Anthony John is an actor whose life is strongly influenced by the characters he plays. When he's playing comedy, he's the most enjoyable person in the world, but when he's playing drama, he's impossible to be around. That's why his wife Brita divorced him: although she loves him and still works with him, she couldn't stand to live with him anymore. So when Anthony has the role of Othello handed him, he devotes himself entirely to the part, but it soon overwhelms him and with each day, Othello's murderous jealousy fills his mind more and more.


This film noir was directed by George Cukor, with screenplay aby Ruth Gordon and Garson Kanin, and stars Ronald Colman, Signe Hasso, Edmond O'Brien and Shelly Winters. 



The leading role had originally been slated for Laurence Olivier. Cary Grant was second choice, but he  turned down the role because he was nervous about performing Shakespeare, plus, his agent convinced him that the role would be bad for his image. It was then offered to Fredric March and, ultimately, Ronald Coleman.


Colman was initially anxious about doing Shakespeare on screen. To reassure him, Cukor told the actor that the film had been designed to get him a long-overdue Oscar, as Colman had been nominated three times before.


As a nervous seventeen year-old Shelley Winters read for the part of Scarlett O'Hara in 1939's Gone with the Wind using her Brooklyn accent. Cukor chased everyone out of his office, sent for two cokes, and advised her to go to college and visit public places to see how ordinary people walked and talked. It wasn't until after he had cast her in this film that he realized who she was.

After shooting wrapped, Cukor presented Winters with a bust of Ronald Colman. The novice actress responded by giving him a box of pills for stomach cramps and heartburn.


This was the first of five collaborations between Cukor and the husband-and-wife writing team of Garson Kanin and Ruth Gordon between 1947 and 1980


Miklós Rózsa's music, for which he won his second Academy Award, mixes his own modern idiom with passages in the Venetian style of the sixteenth century.
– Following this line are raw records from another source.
//! Processing status codes
//!
//! The serialized string values are a compatibility contract with ledgers
//! written by earlier versions of the system; do not change them.

use serde::{Deserialize, Serialize};

/// Outcome of processing a single PDF document.
#[derive(Debug, Clone, Copy, PartialEq, Eq, Serialize, Deserialize)]
pub enum DocumentStatus {
    /// Extracted and delivered under a real PO number.
    Success,

    /// Delivered, but under the fallback folder because the manifest row
    /// carried no PO number.
    #[serde(rename = "Partial:UnknownPONumber")]
    UnknownPoNumber,

    /// Referenced by the manifest but absent from the archive.
    #[serde(rename = "Error:PdfNotFound")]
    PdfNotFound,

    /// Extraction or delivery failed.
    Error,
}

impl DocumentStatus {
    pub fn as_str(self) -> &'static str {
        match self {
            DocumentStatus::Success => "Success",
            DocumentStatus::UnknownPoNumber => "Partial:UnknownPONumber",
            DocumentStatus::PdfNotFound => "Error:PdfNotFound",
            DocumentStatus::Error => "Error",
        }
    }
}

impl std::fmt::Display for DocumentStatus {
    fn fmt(&self, f: &mut std::fmt::Formatter<'_>) -> std::fmt::Result {
        f.write_str(self.as_str())
    }
}

/// Outcome of processing a whole archive.
#[derive(Debug, Clone, Copy, PartialEq, Eq, Serialize, Deserialize)]
pub enum ArchiveStatus {
    /// Every referenced document succeeded.
    Success,

    /// Some, but not all, referenced documents succeeded.
    Partial,

    /// No referenced document succeeded (including the zero-document case).
    Error,

    /// The archive object could not be fetched or opened.
    #[serde(rename = "Error:UnableToReadZip")]
    UnableToReadZip,

    /// No CSV manifest was found in the archive, or it failed to parse.
    #[serde(rename = "Error:CsvNotFound")]
    CsvNotFound,
}

impl ArchiveStatus {
    pub fn as_str(self) -> &'static str {
        match self {
            ArchiveStatus::Success => "Success",
            ArchiveStatus::Partial => "Partial",
            ArchiveStatus::Error => "Error",
            ArchiveStatus::UnableToReadZip => "Error:UnableToReadZip",
            ArchiveStatus::CsvNotFound => "Error:CsvNotFound",
        }
    }
}

impl std::fmt::Display for ArchiveStatus {
    fn fmt(&self, f: &mut std::fmt::Formatter<'_>) -> std::fmt::Result {
        f.write_str(self.as_str())
    }
}

#[cfg(test)]
mod tests {
    use super::*;

    #[test]
    fn document_status_serializes_to_legacy_strings() {
        let cases = [
            (DocumentStatus::Success, "\"Success\""),
            (
                DocumentStatus::UnknownPoNumber,
                "\"Partial:UnknownPONumber\"",
            ),
            (DocumentStatus::PdfNotFound, "\"Error:PdfNotFound\""),
            (DocumentStatus::Error, "\"Error\""),
        ];

        for (status, expected) in cases {
            assert_eq!(serde_json::to_string(&status).unwrap(), expected);
            let parsed: DocumentStatus = serde_json::from_str(expected).unwrap();
            assert_eq!(parsed, status);
        }
    }

    #[test]
    fn archive_status_serializes_to_legacy_strings() {
        let cases = [
            (ArchiveStatus::Success, "\"Success\""),
            (ArchiveStatus::Partial, "\"Partial\""),
            (ArchiveStatus::Error, "\"Error\""),
            (ArchiveStatus::UnableToReadZip, "\"Error:UnableToReadZip\""),
            (ArchiveStatus::CsvNotFound, "\"Error:CsvNotFound\""),
        ];

        for (status, expected) in cases {
            assert_eq!(serde_json::to_string(&status).unwrap(), expected);
            let parsed: ArchiveStatus = serde_json::from_str(expected).unwrap();
            assert_eq!(parsed, status);
        }
    }
}
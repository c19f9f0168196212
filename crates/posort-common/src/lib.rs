//! Posort Common Library
#![deny(clippy::unwrap_used, clippy::expect_used)]
//!
//! Shared error handling and logging setup for the posort workspace.
//!
//! # Overview
//!
//! This crate provides the functionality used across all posort workspace
//! members:
//!
//! - **Error Handling**: the [`PosortError`] type and [`Result`] alias
//! - **Logging**: `tracing` subscriber configuration and initialization

pub mod error;
pub mod logging;

// Re-export commonly used types
pub use error::{PosortError, Result};
//! Per-document and per-archive processing records
//!
//! These are the elements of the persisted ledger. Field names (including
//! the historical `extrated_on` misspelling) match ledgers written by
//! earlier versions of the system.

use chrono::{DateTime, Utc};
use serde::{Deserialize, Serialize};

use crate::status::{ArchiveStatus, DocumentStatus};

/// Record of one document extraction attempt.
#[derive(Debug, Clone, Serialize, Deserialize)]
pub struct DocumentOutcome {
    #[serde(rename = "pdf")]
    pub pdf: String,

    pub status: DocumentStatus,

    #[serde(rename = "extrated_on")]
    pub extracted_on: DateTime<Utc>,
}

impl DocumentOutcome {
    pub fn new(pdf: impl Into<String>, status: DocumentStatus) -> Self {
        Self {
            pdf: pdf.into(),
            status,
            extracted_on: Utc::now(),
        }
    }
}

/// Record of one archive processing attempt. Immutable once appended to
/// the ledger.
#[derive(Debug, Clone, Serialize, Deserialize)]
pub struct ArchiveOutcome {
    #[serde(rename = "zip")]
    pub zip: String,

    pub status: ArchiveStatus,

    #[serde(rename = "pdfs")]
    pub pdfs: Vec<DocumentOutcome>,
}

impl ArchiveOutcome {
    pub fn new(zip: impl Into<String>, status: ArchiveStatus, pdfs: Vec<DocumentOutcome>) -> Self {
        Self {
            zip: zip.into(),
            status,
            pdfs,
        }
    }

    /// An outcome with no document records, for archives that failed before
    /// any document work started.
    pub fn failed(zip: impl Into<String>, status: ArchiveStatus) -> Self {
        Self::new(zip, status, Vec::new())
    }
}
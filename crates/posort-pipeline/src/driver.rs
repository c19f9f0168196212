//! Pipeline driver
//!
//! Runs one pass over the container: load the ledger, list candidate
//! archives, process the ones without a recorded outcome, persist the
//! updated ledger. Archives are processed sequentially; parallelism lives
//! inside the archive processor.

use posort_common::{PosortError, Result};
use posort_storage::BlobStorage;
use std::collections::HashSet;
use std::sync::Arc;
use std::time::{Duration, Instant};
use tokio_util::sync::CancellationToken;
use tracing::{debug, info};

use crate::config::AppConfig;
use crate::ledger::LedgerStore;
use crate::processor::ArchiveProcessor;

/// Glob selecting candidate archives in the container.
pub const ARCHIVE_PATTERN: &str = "*.zip";

/// Owns the ledger for the duration of one run.
pub struct PipelineDriver {
    storage: Arc<dyn BlobStorage>,
    config: AppConfig,
}

impl PipelineDriver {
    pub fn new(storage: Arc<dyn BlobStorage>, config: AppConfig) -> Self {
        Self { storage, config }
    }

    /// Process all new archives. The elapsed-time summary is logged on
    /// every exit path, success or failure.
    pub async fn run(&self, token: &CancellationToken) -> Result<()> {
        let started = Instant::now();

        let result = self.process_new_archives(token).await;

        info!(
            elapsed = %format_elapsed(started.elapsed()),
            "Total process time"
        );

        result
    }

    async fn process_new_archives(&self, token: &CancellationToken) -> Result<()> {
        let ledger_store = LedgerStore::new(self.storage.as_ref(), &self.config.container);
        let mut ledger = ledger_store.load().await?;

        let processed: HashSet<String> = ledger
            .archive_names()
            .into_iter()
            .map(str::to_string)
            .collect();

        let archives = self
            .storage
            .list(&self.config.container, "", ARCHIVE_PATTERN)
            .await?;

        info!(
            listed = archives.len(),
            already_processed = processed.len(),
            "Listed candidate archives"
        );

        let processor = ArchiveProcessor::new(self.storage.as_ref(), &self.config);
        let mut appended = false;

        for zip_name in archives {
            if processed.contains(&zip_name) {
                debug!(zip = %zip_name, "Already processed, skipping");
                continue;
            }

            if token.is_cancelled() {
                return Err(PosortError::Cancelled);
            }

            let outcome = processor.process(&zip_name, token).await?;
            ledger.push(outcome);
            appended = true;
        }

        // Nothing new means nothing to persist; a rerun over an unchanged
        // container performs zero writes.
        if appended {
            ledger_store.save(&ledger).await?;
        }

        Ok(())
    }
}

/// Format a duration as `HH:MM:SS.cc`.
fn format_elapsed(elapsed: Duration) -> String {
    let millis = elapsed.as_millis();
    let hours = millis / 3_600_000;
    let minutes = millis / 60_000 % 60;
    let seconds = millis / 1_000 % 60;
    let centis = millis % 1_000 / 10;

    format!("{hours:02}:{minutes:02}:{seconds:02}.{centis:02}")
}

#[cfg(test)]
mod tests {
    use super::*;

    #[test]
    fn formats_elapsed_time() {
        assert_eq!(format_elapsed(Duration::from_millis(0)), "00:00:00.00");
        assert_eq!(format_elapsed(Duration::from_millis(1_234)), "00:00:01.23");
        assert_eq!(
            format_elapsed(Duration::from_secs(2 * 3600 + 3 * 60 + 4)),
            "02:03:04.00"
        );
    }
}
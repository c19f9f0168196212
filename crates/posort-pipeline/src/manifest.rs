//! CSV manifest parsing
//!
//! Each archive carries a `~`-delimited CSV with a header row. Two columns
//! matter: `PO Number` and `Attachment List`, the latter a comma-separated
//! list of relative-path/filename pairs.

use posort_common::{PosortError, Result};
use std::path::Path;

const PO_NUMBER_COLUMN: &str = "PO Number";
const ATTACHMENT_LIST_COLUMN: &str = "Attachment List";

/// One document reference from an attachment-list cell.
#[derive(Debug, Clone, PartialEq, Eq)]
pub struct Attachment {
    /// Directory portion of the reference, possibly empty.
    pub path: String,
    /// Final path component; this is what gets matched against archive
    /// entry names and used in the destination key.
    pub filename: String,
}

/// One manifest row: a PO number (possibly blank) and its attachments.
#[derive(Debug, Clone, PartialEq, Eq)]
pub struct ManifestEntry {
    pub po_number: String,
    pub attachments: Vec<Attachment>,
}

/// Parse a manifest file's bytes into entries, preserving row order.
///
/// Fields are trimmed and blank lines skipped. A missing required column
/// or a malformed row is a [`PosortError::ManifestParse`], which the
/// archive processor reports as an unreadable manifest.
pub fn parse_manifest(bytes: &[u8]) -> Result<Vec<ManifestEntry>> {
    let mut reader = csv::ReaderBuilder::new()
        .delimiter(b'~')
        .has_headers(true)
        .trim(csv::Trim::All)
        .from_reader(bytes);

    let headers = reader
        .headers()
        .map_err(|e| PosortError::ManifestParse(e.to_string()))?
        .clone();

    let po_idx = column_index(&headers, PO_NUMBER_COLUMN)?;
    let attachments_idx = column_index(&headers, ATTACHMENT_LIST_COLUMN)?;

    let mut entries = Vec::new();

    for record in reader.records() {
        let record = record.map_err(|e| PosortError::ManifestParse(e.to_string()))?;

        entries.push(ManifestEntry {
            po_number: record.get(po_idx).unwrap_or_default().to_string(),
            attachments: parse_attachment_list(record.get(attachments_idx).unwrap_or_default()),
        });
    }

    Ok(entries)
}

fn column_index(headers: &csv::StringRecord, name: &str) -> Result<usize> {
    headers
        .iter()
        .position(|h| h == name)
        .ok_or_else(|| PosortError::ManifestParse(format!("missing required column '{name}'")))
}

/// Split an attachment-list cell on `,`, dropping blank segments, and
/// split each segment into its directory and filename portions.
fn parse_attachment_list(cell: &str) -> Vec<Attachment> {
    cell.split(',')
        .map(str::trim)
        .filter(|segment| !segment.is_empty())
        .map(|segment| {
            let reference = Path::new(segment);
            Attachment {
                path: reference
                    .parent()
                    .map(|d| d.to_string_lossy().into_owned())
                    .unwrap_or_default(),
                filename: reference
                    .file_name()
                    .map(|f| f.to_string_lossy().into_owned())
                    .unwrap_or_else(|| segment.to_string()),
            }
        })
        .collect()
}

#[cfg(test)]
mod tests {
    use super::*;

    #[test]
    fn parses_rows_in_order() {
        let csv = b"PO Number~Attachment List\nPO100~inv/a.pdf\nPO200~inv/b.pdf";
        let entries = parse_manifest(csv).unwrap();

        assert_eq!(entries.len(), 2);
        assert_eq!(entries[0].po_number, "PO100");
        assert_eq!(entries[1].po_number, "PO200");
        assert_eq!(
            entries[0].attachments,
            vec![Attachment {
                path: "inv".to_string(),
                filename: "a.pdf".to_string()
            }]
        );
    }

    #[test]
    fn splits_attachment_list_and_drops_blank_segments() {
        let csv = b"PO Number~Attachment List\nPO100~inv/a.pdf,,b.pdf, ,scans/deep/c.pdf";
        let entries = parse_manifest(csv).unwrap();

        let attachments = &entries[0].attachments;
        assert_eq!(attachments.len(), 3);
        assert_eq!(attachments[0].filename, "a.pdf");
        assert_eq!(attachments[1].path, "");
        assert_eq!(attachments[1].filename, "b.pdf");
        assert_eq!(attachments[2].path, "scans/deep");
        assert_eq!(attachments[2].filename, "c.pdf");
    }

    #[test]
    fn trims_fields() {
        let csv = b"PO Number~Attachment List\n  PO100  ~  a.pdf  ";
        let entries = parse_manifest(csv).unwrap();

        assert_eq!(entries[0].po_number, "PO100");
        assert_eq!(entries[0].attachments[0].filename, "a.pdf");
    }

    #[test]
    fn blank_po_number_is_preserved_as_empty() {
        let csv = b"PO Number~Attachment List\n~a.pdf";
        let entries = parse_manifest(csv).unwrap();

        assert_eq!(entries[0].po_number, "");
        assert_eq!(entries[0].attachments.len(), 1);
    }

    #[test]
    fn empty_attachment_list_yields_no_attachments() {
        let csv = b"PO Number~Attachment List\nPO100~";
        let entries = parse_manifest(csv).unwrap();

        assert!(entries[0].attachments.is_empty());
    }

    #[test]
    fn missing_required_column_is_a_parse_error() {
        let csv = b"Order~Files\nPO100~a.pdf";
        let err = parse_manifest(csv).unwrap_err();

        assert!(matches!(err, PosortError::ManifestParse(_)));
        assert!(err.to_string().contains("PO Number"));
    }

    #[test]
    fn ragged_row_is_a_parse_error() {
        let csv = b"PO Number~Attachment List\nPO100~a.pdf~extra";
        let err = parse_manifest(csv).unwrap_err();

        assert!(matches!(err, PosortError::ManifestParse(_)));
    }

    #[test]
    fn extra_columns_are_ignored() {
        let csv = b"Vendor~PO Number~Attachment List\nAcme~PO100~a.pdf";
        let entries = parse_manifest(csv).unwrap();

        assert_eq!(entries[0].po_number, "PO100");
        assert_eq!(entries[0].attachments[0].filename, "a.pdf");
    }
}
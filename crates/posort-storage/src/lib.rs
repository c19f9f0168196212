//! Posort Storage Library
//!
//! Object-storage capability contract consumed by the processing pipeline,
//! plus the backends implementing it:
//!
//! - [`s3::S3BlobStorage`]: AWS S3 (or any S3-compatible endpoint such as
//!   minio)
//! - [`memory::MemoryBlobStorage`]: in-memory backend for local runs and
//!   tests

use async_trait::async_trait;
use posort_common::{PosortError, Result};
use regex::{Regex, RegexBuilder};

pub mod memory;
pub mod s3;

pub use memory::MemoryBlobStorage;
pub use s3::{S3BlobStorage, StorageConfig};

/// Narrow interface over an object store.
///
/// Containers are addressed per call so a single client can serve several
/// buckets. All methods are read-or-write primitives with no retry logic;
/// callers decide how failures map onto processing statuses.
#[async_trait]
pub trait BlobStorage: Send + Sync {
    /// List object names under `prefix`, optionally filtered by a `*`/`?`
    /// glob pattern (matched case-insensitively against the full name).
    async fn list(&self, container: &str, prefix: &str, pattern: &str) -> Result<Vec<String>>;

    /// Fetch an object's bytes, or `None` if no such object exists.
    async fn fetch(&self, container: &str, name: &str) -> Result<Option<Vec<u8>>>;

    /// Store an object. With `overwrite = false` an already-existing object
    /// makes the call a silent no-op (first writer wins).
    async fn store(&self, container: &str, name: &str, bytes: Vec<u8>, overwrite: bool)
        -> Result<()>;
}

/// Translate a `*`/`?` glob into an anchored, case-insensitive regex.
/// An empty pattern means "match everything" and yields `None`.
pub(crate) fn compile_pattern(pattern: &str) -> Result<Option<Regex>> {
    if pattern.trim().is_empty() {
        return Ok(None);
    }

    let escaped = regex::escape(pattern)
        .replace(r"\*", ".*")
        .replace(r"\?", ".");

    let regex = RegexBuilder::new(&format!("^{escaped}$"))
        .case_insensitive(true)
        .build()
        .map_err(|e| PosortError::Config(format!("invalid list pattern '{pattern}': {e}")))?;

    Ok(Some(regex))
}

#[cfg(test)]
mod tests {
    use super::*;

    #[test]
    fn empty_pattern_matches_everything() {
        assert!(compile_pattern("").unwrap().is_none());
        assert!(compile_pattern("   ").unwrap().is_none());
    }

    #[test]
    fn star_glob_matches_suffix() {
        let re = compile_pattern("*.zip").unwrap().unwrap();
        assert!(re.is_match("orders1.zip"));
        assert!(re.is_match("incoming/orders1.zip"));
        assert!(!re.is_match("orders1.zip.bak"));
        assert!(!re.is_match("processing_metadata.json"));
    }

    #[test]
    fn glob_is_case_insensitive() {
        let re = compile_pattern("*.zip").unwrap().unwrap();
        assert!(re.is_match("ORDERS1.ZIP"));
    }

    #[test]
    fn question_mark_matches_single_character() {
        let re = compile_pattern("batch-?.zip").unwrap().unwrap();
        assert!(re.is_match("batch-1.zip"));
        assert!(!re.is_match("batch-10.zip"));
    }

    #[test]
    fn literal_dots_are_escaped() {
        let re = compile_pattern("*.zip").unwrap().unwrap();
        assert!(!re.is_match("orders1-zip"));
    }
}
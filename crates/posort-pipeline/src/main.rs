//! posort - PDF relocation pipeline

use anyhow::Result;
use clap::Parser;
use posort_common::logging::{init_logging, LogConfig, LogLevel};
use posort_pipeline::{config::AppConfig, driver::PipelineDriver};
use posort_storage::{S3BlobStorage, StorageConfig};
use std::sync::Arc;
use tokio_util::sync::CancellationToken;
use tracing::{info, warn};

#[derive(Parser, Debug)]
#[command(name = "posort")]
#[command(author, version, about = "Sorts PDF attachments out of uploaded ZIP batches by PO number")]
struct Cli {
    /// Container / bucket holding the uploaded archives
    #[arg(short, long, env = "POSORT_CONTAINER")]
    container: String,

    /// Destination folder for documents without a PO number
    #[arg(long, env = "POSORT_UNKNOWN_PO_FOLDER", default_value = "_")]
    unknown_po_folder: String,

    /// Verbose output
    #[arg(short, long)]
    verbose: bool,
}

#[tokio::main]
async fn main() -> Result<()> {
    let cli = Cli::parse();

    let log_level = if cli.verbose {
        LogLevel::Debug
    } else {
        LogLevel::Info
    };

    let log_config = LogConfig::builder()
        .level(log_level)
        .log_file_prefix("posort")
        .build();

    // Environment variables take precedence over CLI defaults
    let log_config = LogConfig::from_env(log_config)?;

    init_logging(&log_config)?;

    let storage = S3BlobStorage::new(StorageConfig::from_env()?);
    let config = AppConfig::new(cli.container, cli.unknown_po_folder);

    let token = CancellationToken::new();
    let signal_token = token.clone();
    tokio::spawn(async move {
        if tokio::signal::ctrl_c().await.is_ok() {
            warn!("Interrupt received, stopping after in-flight work");
            signal_token.cancel();
        }
    });

    let driver = PipelineDriver::new(Arc::new(storage), config);
    driver.run(&token).await?;

    info!("Run complete");
    Ok(())
}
The composer later adopted the title Double Life for his 1982 memoir to signify the division in his career between absolute music and Hollywood film scores.

 
Ronald Colman won the Academy Award for Best Actor for his performance in this film. Others nominated included: Cukor for Best Drector, Gordon and Kanin for Best Original Screenplay. Coleman also won a Golden Globe, while Cukor was nominated  at the Venice International Film Festival for the Grand International Prize of Venice.





Ronald Coleman and Signe Hasso

Despite winning a Best Actor Oscar for this film (his third nomination), Ronald Colman made only three more feature films over the next 10 years until his death in 1958.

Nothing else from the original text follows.